O médico e escritor Maurício Mendes discute os efeitos da lógica da produtividade na assistência à saúde, apontando que a medicina incorporou termos administrativos como produtividade e rentabilidade. Essa mudança transforma o cuidado, fazendo com que a consulta se torne um processo controlado por tempo e custos, e não um encontro entre pessoas.
A rotina assistencial passou a ser medida por indicadores de eficiência, enquanto a atuação médica é cercada por protocolos e metas de desempenho. Segundo Mendes, essa transformação altera a compreensão do cuidado, pois a escuta disputa espaço com a urgência dos cronogramas. Ele afirma que nem toda dor pode ser traduzida em prontuários ou indicadores, e que o desgaste moral dos profissionais de saúde raramente aparece nos registros oficiais.
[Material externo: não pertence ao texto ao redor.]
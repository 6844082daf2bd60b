use primitive_types::{H160, H256};
use serde::{Deserialize, Serialize};

use crate::neo_types::{
	deserialize_h256, deserialize_script_hash, serialize_h256, serialize_script_hash, StackItem,
	VMState,
};

/// The `getapplicationlog` response: one execution record per trigger.
#[derive(Debug, Clone, PartialEq, Serialize, Deserialize)]
pub struct ApplicationLog {
	#[serde(
		rename = "txid",
		serialize_with = "serialize_h256",
		deserialize_with = "deserialize_h256"
	)]
	pub transaction_id: H256,

	#[serde(default)]
	pub executions: Vec<Execution>,
}

#[derive(Debug, Clone, PartialEq, Serialize, Deserialize)]
pub struct Execution {
	#[serde(default)]
	pub trigger: String,

	#[serde(rename = "vmstate")]
	pub state: VMState,

	#[serde(default)]
	pub exception: Option<String>,

	#[serde(rename = "gasconsumed", default)]
	pub gas_consumed: String,

	#[serde(default)]
	pub stack: Vec<StackItem>,

	#[serde(default)]
	pub notifications: Vec<Notification>,
}

/// An event a contract raised during execution.
#[derive(Debug, Clone, PartialEq, Serialize, Deserialize)]
pub struct Notification {
	#[serde(
		serialize_with = "serialize_script_hash",
		deserialize_with = "deserialize_script_hash"
	)]
	pub contract: H160,

	#[serde(rename = "eventname")]
	pub event_name: String,

	pub state: StackItem,
}

impl ApplicationLog {
	pub fn first_execution(&self) -> Option<&Execution> {
		self.executions.first()
	}
}

#[cfg(test)]
mod tests {
	use super::*;

	#[test]
	fn test_decode_application_log() {
		let json = r#"{
			"txid": "0xb386ed90c0fd6f44f673e100c39bd09a0a2b26e4c9b4e08dbbfc91e2ebf243b9",
			"executions": [{
				"trigger": "Application",
				"vmstate": "HALT",
				"exception": null,
				"gasconsumed": "9977780",
				"stack": [],
				"notifications": [{
					"contract": "0xd2a4cff31913016155e38e474a2c06d08be276cf",
					"eventname": "Transfer",
					"state": {
						"type": "Array",
						"value": [
							{"type": "Any", "value": null},
							{"type": "ByteString", "value": "JuumWS2ftrBEJgSM1Ykf8OP+y6c="},
							{"type": "Integer", "value": "100000000"}
						]
					}
				}]
			}]
		}"#;
		let log: ApplicationLog = serde_json::from_str(json).unwrap();
		let execution = log.first_execution().unwrap();
		assert_eq!(execution.state, VMState::Halt);
		assert_eq!(execution.notifications.len(), 1);
		assert_eq!(execution.notifications[0].event_name, "Transfer");
		let transferred = execution.notifications[0].state.as_array().unwrap()[2].as_int();
		assert_eq!(transferred, Some(100_000_000));
	}
}
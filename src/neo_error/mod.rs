use thiserror::Error;

use crate::{
	builder::{BuilderError, TransactionError},
	codec::CodecError,
	crypto::CryptoError,
	neo_clients::ProviderError,
	neo_protocol::{AccountError, Nep2Error},
	neo_types::TypeError,
	neo_wallets::WalletError,
};

/// The unified error type of the SDK: every domain error converts into
/// it, so applications can bubble a single type.
#[derive(Error, Debug)]
pub enum Neo3Error {
	#[error("Type error: {0}")]
	Type(#[from] TypeError),

	#[error("Serialization error: {0}")]
	Codec(#[from] CodecError),

	#[error("Cryptographic error: {0}")]
	Crypto(#[from] CryptoError),

	#[error("NEP-2 error: {0}")]
	Nep2(#[from] Nep2Error),

	#[error("Builder error: {0}")]
	Builder(#[from] BuilderError),

	#[error("Transaction error: {0}")]
	Transaction(#[from] TransactionError),

	#[error("Provider error: {0}")]
	Provider(#[from] ProviderError),

	#[error("Account error: {0}")]
	Account(#[from] AccountError),

	#[error("Wallet error: {0}")]
	Wallet(#[from] WalletError),

	#[error("Unsupported operation: {0}")]
	UnsupportedOperation(String),

	#[error("{message}")]
	Generic { message: String },
}

/// Result alias for operations surfacing the unified error.
pub type Neo3Result<T> = Result<T, Neo3Error>;

impl From<serde_json::Error> for Neo3Error {
	fn from(err: serde_json::Error) -> Self {
		Neo3Error::Provider(ProviderError::SerdeJson(err))
	}
}

#[cfg(test)]
mod tests {
	use super::*;

	#[test]
	fn test_domain_errors_convert() {
		fn unified() -> Neo3Result<()> {
			Err(CodecError::InvalidFormat)?
		}
		assert!(matches!(unified(), Err(Neo3Error::Codec(_))));
	}

	#[test]
	fn test_display_carries_context() {
		let err = Neo3Error::from(TypeError::InvalidAddress);
		assert!(err.to_string().contains("Invalid address"));
	}
}
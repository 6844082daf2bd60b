use serde::{Deserialize, Serialize};

use crate::neo_types::ContractParameterType;

/// The `contract` object of a NEP-6 account: the verification script
/// (base64) and the named parameters its witness must supply.
#[derive(Clone, Debug, Serialize, Deserialize)]
pub struct Nep6Contract {
	#[serde(rename = "script")]
	pub script: Option<String>,

	#[serde(rename = "parameters", default)]
	pub nep6_parameters: Vec<Nep6Parameter>,

	#[serde(rename = "deployed", default)]
	pub is_deployed: bool,
}

#[derive(Clone, Debug, Eq, PartialEq, Serialize, Deserialize)]
pub struct Nep6Parameter {
	#[serde(rename = "name")]
	pub param_name: String,

	#[serde(rename = "type")]
	pub param_type: ContractParameterType,
}

impl PartialEq for Nep6Contract {
	fn eq(&self, other: &Self) -> bool {
		self.script == other.script
			&& self.nep6_parameters == other.nep6_parameters
			&& self.is_deployed == other.is_deployed
	}
}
O tempo, visto como recurso econômico, é um ponto central dessa discussão. Em muitos serviços, a duração da consulta é definida pela produtividade, e a escuta prolongada é vista como ineficiência. O autor aponta que essa lógica afeta a qualidade da atenção, pois processos como comunicar um diagnóstico grave ou construir confiança exigem tempo que não se encaixa em um cronômetro.
Mendes ilustra essa distorção em seu romance, onde um personagem em hospital público do Ceará é instruído a omitir a falta de medicamentos de familiares. Em outro cenário, em clínica privada de Fortaleza, o tempo de conversa é rigidamente monitorado para aumentar a rentabilidade. Em ambos os casos, interesses institucionais limitam a relação entre médico e paciente.